◆ **TASK DESCRIPTION**
Copy out each line of the entries where the word "Uuid" is present.

◆ **LISTED ENTRIES**
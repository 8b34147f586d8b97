//! Credential entity model
//!
//! One row per (user, provider) holding the encrypted OAuth token bundle.
//! Plaintext tokens never reach this table; see [`crate::vault`].

use sea_orm::ActiveModelBehavior;
use sea_orm::entity::prelude::*;
use uuid::Uuid;

#[derive(Clone, Debug, PartialEq, Eq, DeriveEntityModel)]
#[sea_orm(table_name = "credentials")]
pub struct Model {
    #[sea_orm(primary_key, auto_increment = false)]
    pub id: Uuid,

    pub user_id: Uuid,

    /// Provider slug (e.g. "github", "google_calendar")
    pub provider: String,

    /// AES-256-GCM ciphertext of the access token
    pub access_token_ciphertext: Vec<u8>,

    /// AES-256-GCM ciphertext of the refresh token, when the provider issued one
    pub refresh_token_ciphertext: Option<Vec<u8>>,

    pub expires_at: Option<DateTimeUtc>,

    /// Space-delimited scopes granted by the provider
    pub scope: Option<String>,

    pub created_at: DateTimeUtc,

    pub updated_at: DateTimeUtc,
}

#[derive(Copy, Clone, Debug, EnumIter, DeriveRelation)]
pub enum Relation {}

impl ActiveModelBehavior for ActiveModel {}
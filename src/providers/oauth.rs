//! OAuth coordination: authorization URLs, code exchange, refresh and revocation.
//!
//! Exchange and refresh perform exactly one request each and surface provider
//! rejections as [`SyncCoreError::OAuthExchange`] with the provider's body.
//! Revocation never fails from the caller's point of view.

use std::sync::Arc;
use std::time::Duration;

use chrono::Utc;
use serde::Deserialize;
use tracing::instrument;
use url::Url;

use crate::error::SyncCoreError;
use crate::providers::ProviderKind;
use crate::providers::registry::{
    ProviderDefinition, ProviderRegistry, RevokeStyle, TokenAuthStyle,
};
use crate::vault::TokenBundle;

const MAX_AUTHORIZE_URL_LEN: usize = 2048;
const USER_AGENT: &str = concat!("connector-sync/", env!("CARGO_PKG_VERSION"));

/// Token endpoint response, tolerant of provider-specific extras
#[derive(Debug, Deserialize)]
struct TokenResponse {
    access_token: Option<String>,
    refresh_token: Option<String>,
    expires_in: Option<i64>,
    scope: Option<String>,
    error: Option<String>,
    error_description: Option<String>,
}

#[derive(Debug, Clone)]
pub struct OAuthCoordinator {
    registry: Arc<ProviderRegistry>,
    http: reqwest::Client,
    public_base_url: String,
}

impl OAuthCoordinator {
    pub fn new(
        registry: Arc<ProviderRegistry>,
        public_base_url: &str,
        call_timeout: Duration,
    ) -> Result<Self, SyncCoreError> {
        let http = reqwest::Client::builder()
            .timeout(call_timeout)
            .user_agent(USER_AGENT)
            .build()
            .map_err(|e| SyncCoreError::Internal(format!("failed to build HTTP client: {}", e)))?;

        Ok(Self {
            registry,
            http,
            public_base_url: public_base_url.trim_end_matches('/').to_string(),
        })
    }

    pub fn registry(&self) -> &Arc<ProviderRegistry> {
        &self.registry
    }

    /// Callback URI registered with the provider
    pub fn redirect_uri(&self, provider: ProviderKind) -> String {
        format!("{}/oauth/{}/callback", self.public_base_url, provider)
    }

    /// Build the provider's authorization URL for `state`. Performs no I/O.
    pub fn get_authorization_url(
        &self,
        provider: ProviderKind,
        state: &str,
    ) -> Result<Url, SyncCoreError> {
        let definition = self.registry.get(provider)?;
        let mut url = definition.authorization_endpoint.clone();
        {
            let mut query = url.query_pairs_mut();
            query
                .append_pair("client_id", &definition.client_id)
                .append_pair("redirect_uri", &self.redirect_uri(provider))
                .append_pair("response_type", "code")
                .append_pair("state", state);
            if !definition.scopes.is_empty() {
                query.append_pair("scope", &definition.scope_string());
            }
            for (key, value) in &definition.extra_authorize_params {
                query.append_pair(key, value);
            }
        }

        validate_authorize_url(&url)?;
        Ok(url)
    }

    /// Exchange an authorization code for tokens. Not retried.
    #[instrument(skip(self, code), fields(provider = %provider))]
    pub async fn exchange_code_for_tokens(
        &self,
        provider: ProviderKind,
        code: &str,
    ) -> Result<TokenBundle, SyncCoreError> {
        let definition = self.registry.get(provider)?;
        let redirect_uri = self.redirect_uri(provider);
        let params = [
            ("grant_type", "authorization_code"),
            ("code", code),
            ("redirect_uri", redirect_uri.as_str()),
        ];

        let result = self
            .token_request(&definition, &params)
            .await
            .and_then(|response| bundle_from_response(provider, response, None));

        let outcome = if result.is_ok() { "success" } else { "failure" };
        metrics::counter!(
            "oauth_exchanges_total",
            "provider" => provider.as_str(),
            "outcome" => outcome
        )
        .increment(1);

        result
    }

    /// Mint a new access token from a refresh token.
    ///
    /// Providers without refresh support yield [`SyncCoreError::ReauthRequired`].
    #[instrument(skip(self, refresh_token), fields(provider = %provider))]
    pub async fn refresh(
        &self,
        provider: ProviderKind,
        refresh_token: &str,
    ) -> Result<TokenBundle, SyncCoreError> {
        let definition = self.registry.get(provider)?;
        if !definition.supports_refresh {
            return Err(SyncCoreError::reauth(
                provider.as_str(),
                "provider does not support token refresh",
            ));
        }

        let params = [
            ("grant_type", "refresh_token"),
            ("refresh_token", refresh_token),
        ];
        let response = self.token_request(&definition, &params).await?;
        bundle_from_response(provider, response, Some(refresh_token))
    }

    pub fn supports_refresh(&self, provider: ProviderKind) -> bool {
        self.registry
            .get(provider)
            .map(|definition| definition.supports_refresh)
            .unwrap_or(false)
    }

    /// Best-effort remote revocation. Failures are logged and swallowed.
    #[instrument(skip(self, token), fields(provider = %provider))]
    pub async fn revoke_token(&self, provider: ProviderKind, token: &str) {
        let definition = match self.registry.get(provider) {
            Ok(definition) => definition,
            Err(err) => {
                tracing::warn!(error = %err, "Skipping revocation for unregistered provider");
                return;
            }
        };
        let Some((endpoint, style)) = definition.revoke_endpoint.clone() else {
            tracing::debug!("Provider has no revocation endpoint");
            return;
        };

        let request = match style {
            RevokeStyle::FormToken => self.http.post(endpoint).form(&[("token", token)]),
            RevokeStyle::BearerPost => self.http.post(endpoint).bearer_auth(token),
            RevokeStyle::GrantDelete => self
                .http
                .delete(endpoint)
                .basic_auth(&definition.client_id, Some(&definition.client_secret))
                .header("Accept", "application/vnd.github+json")
                .json(&serde_json::json!({ "access_token": token })),
        };

        match request.send().await {
            Ok(response) if response.status().is_success() => {
                tracing::info!("Revoked provider token");
            }
            Ok(response) => {
                let status = response.status().as_u16();
                let body = response.text().await.unwrap_or_default();
                tracing::warn!(status, %body, "Provider rejected token revocation");
            }
            Err(err) => {
                tracing::warn!(error = %err, "Token revocation request failed");
            }
        }
    }

    async fn token_request(
        &self,
        definition: &ProviderDefinition,
        params: &[(&str, &str)],
    ) -> Result<TokenResponse, SyncCoreError> {
        let provider = definition.kind.as_str();
        let request = self
            .http
            .post(definition.token_endpoint.clone())
            .header("Accept", "application/json");

        let request = match definition.token_auth {
            TokenAuthStyle::ClientSecretPost => {
                let mut form: Vec<(&str, &str)> = params.to_vec();
                form.push(("client_id", definition.client_id.as_str()));
                form.push(("client_secret", definition.client_secret.as_str()));
                request.form(&form)
            }
            TokenAuthStyle::BasicAuthJson => {
                let body: serde_json::Map<String, serde_json::Value> = params
                    .iter()
                    .map(|(k, v)| (k.to_string(), serde_json::Value::String(v.to_string())))
                    .collect();
                request
                    .basic_auth(&definition.client_id, Some(&definition.client_secret))
                    .json(&body)
            }
        };

        let response = request.send().await.map_err(|e| SyncCoreError::OAuthExchange {
            provider: provider.to_string(),
            status: None,
            body: e.to_string(),
        })?;

        let status = response.status().as_u16();
        let body = response
            .text()
            .await
            .map_err(|e| SyncCoreError::OAuthExchange {
                provider: provider.to_string(),
                status: Some(status),
                body: e.to_string(),
            })?;

        if !(200..300).contains(&status) {
            tracing::warn!(status, "Token endpoint returned an error");
            return Err(SyncCoreError::OAuthExchange {
                provider: provider.to_string(),
                status: Some(status),
                body,
            });
        }

        serde_json::from_str(&body).map_err(|e| SyncCoreError::OAuthExchange {
            provider: provider.to_string(),
            status: Some(status),
            body: format!("unparseable token response ({}): {}", e, body),
        })
    }
}

fn bundle_from_response(
    provider: ProviderKind,
    response: TokenResponse,
    previous_refresh_token: Option<&str>,
) -> Result<TokenBundle, SyncCoreError> {
    // Some providers report OAuth errors inside a 2xx body
    if let Some(error) = response.error {
        let body = match response.error_description {
            Some(description) => format!("{}: {}", error, description),
            None => error,
        };
        return Err(SyncCoreError::OAuthExchange {
            provider: provider.as_str().to_string(),
            status: Some(400),
            body,
        });
    }

    let access_token = response
        .access_token
        .filter(|token| !token.is_empty())
        .ok_or_else(|| SyncCoreError::OAuthExchange {
            provider: provider.as_str().to_string(),
            status: Some(400),
            body: "token response did not include an access_token".to_string(),
        })?;

    Ok(TokenBundle {
        access_token,
        refresh_token: response
            .refresh_token
            .or_else(|| previous_refresh_token.map(str::to_string)),
        expires_at: response
            .expires_in
            .filter(|secs| *secs > 0)
            .map(|secs| Utc::now() + chrono::Duration::seconds(secs)),
        scope: response.scope,
    })
}

/// Validate authorization URL meets OAuth 2.0 and security requirements
fn validate_authorize_url(url: &Url) -> Result<(), SyncCoreError> {
    let loopback = matches!(url.host_str(), Some("localhost" | "127.0.0.1" | "[::1]"));
    if url.scheme() != "https" && !loopback {
        return Err(SyncCoreError::Internal(
            "authorization URL must use HTTPS".to_string(),
        ));
    }

    // RFC 6749 section 3.1
    if url.fragment().is_some() {
        return Err(SyncCoreError::Internal(
            "authorization URL must not include a fragment".to_string(),
        ));
    }

    if url.as_str().len() > MAX_AUTHORIZE_URL_LEN {
        return Err(SyncCoreError::Internal(
            "authorization URL exceeds 2048 characters".to_string(),
        ));
    }

    Ok(())
}

#[cfg(test)]
mod tests {
    use super::*;
    use crate::providers::registry::build_definition;

    fn coordinator() -> OAuthCoordinator {
        let mut registry = ProviderRegistry::new();
        for kind in ProviderKind::ALL {
            registry.register(
                build_definition(kind, format!("{}-id", kind), "secret".into(), None, None)
                    .unwrap(),
            );
        }
        OAuthCoordinator::new(
            Arc::new(registry),
            "https://sync.example.com/",
            Duration::from_secs(10),
        )
        .unwrap()
    }

    #[test]
    fn authorization_url_embeds_client_scope_redirect_and_state() {
        let url = coordinator()
            .get_authorization_url(ProviderKind::Github, "state-123")
            .unwrap();
        let pairs: std::collections::HashMap<_, _> = url.query_pairs().into_owned().collect();

        assert_eq!(url.host_str(), Some("github.com"));
        assert_eq!(pairs["client_id"], "github-id");
        assert_eq!(pairs["state"], "state-123");
        assert_eq!(pairs["scope"], "repo read:user");
        assert_eq!(
            pairs["redirect_uri"],
            "https://sync.example.com/oauth/github/callback"
        );
    }

    #[test]
    fn google_requests_offline_access() {
        let url = coordinator()
            .get_authorization_url(ProviderKind::GoogleCalendar, "s")
            .unwrap();
        let pairs: std::collections::HashMap<_, _> = url.query_pairs().into_owned().collect();
        assert_eq!(pairs["access_type"], "offline");
    }

    #[test]
    fn authorization_url_is_deterministic() {
        let coordinator = coordinator();
        let a = coordinator
            .get_authorization_url(ProviderKind::Slack, "same")
            .unwrap();
        let b = coordinator
            .get_authorization_url(ProviderKind::Slack, "same")
            .unwrap();
        assert_eq!(a, b);
    }

    #[test]
    fn refresh_keeps_previous_token_when_not_rotated() {
        let response = TokenResponse {
            access_token: Some("new-access".into()),
            refresh_token: None,
            expires_in: Some(3600),
            scope: None,
            error: None,
            error_description: None,
        };
        let bundle =
            bundle_from_response(ProviderKind::GoogleCalendar, response, Some("old-refresh"))
                .unwrap();
        assert_eq!(bundle.refresh_token.as_deref(), Some("old-refresh"));
        assert!(bundle.expires_at.is_some());
    }

    #[test]
    fn error_in_success_body_is_an_exchange_error() {
        let response = TokenResponse {
            access_token: None,
            refresh_token: None,
            expires_in: None,
            scope: None,
            error: Some("bad_verification_code".into()),
            error_description: Some("The code passed is incorrect or expired.".into()),
        };
        let err = bundle_from_response(ProviderKind::Github, response, None).unwrap_err();
        match err {
            SyncCoreError::OAuthExchange { body, .. } => {
                assert!(body.contains("bad_verification_code"))
            }
            other => panic!("unexpected error: {:?}", other),
        }
    }

    #[test]
    fn authorize_url_validation() {
        assert!(validate_authorize_url(&Url::parse("https://ok.example/a").unwrap()).is_ok());
        assert!(validate_authorize_url(&Url::parse("http://127.0.0.1:8000/a").unwrap()).is_ok());
        assert!(validate_authorize_url(&Url::parse("http://evil.example/a").unwrap()).is_err());
        assert!(validate_authorize_url(&Url::parse("https://ok.example/a#frag").unwrap()).is_err());
    }
}
//! # Data Models
//!
//! SeaORM entities for every table the sync service owns, plus the small
//! response types shared by the HTTP layer.

use serde::{Deserialize, Serialize};
use utoipa::ToSchema;

pub mod activity;
pub mod connection;
pub mod credential;
pub mod cron_job_execution;
pub mod notification;
pub mod oauth_state;
pub mod sync_run;

pub use activity::Entity as Activity;
pub use connection::Entity as Connection;
pub use credential::Entity as Credential;
pub use cron_job_execution::Entity as CronJobExecution;
pub use notification::Entity as Notification;
pub use oauth_state::Entity as OAuthState;
pub use sync_run::Entity as SyncRun;

/// Basic service information response
#[derive(Debug, Clone, Serialize, Deserialize, ToSchema)]
pub struct ServiceInfo {
    /// The name of the service
    pub service: String,
    /// The version of the service
    pub version: String,
}

impl Default for ServiceInfo {
    fn default() -> Self {
        Self {
            service: "connector-sync".to_string(),
            version: env!("CARGO_PKG_VERSION").to_string(),
        }
    }
}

◆ **ANSWER BOX**
use uuid::Uuid;
    pub id: Uuid,
    pub user_id: Uuid,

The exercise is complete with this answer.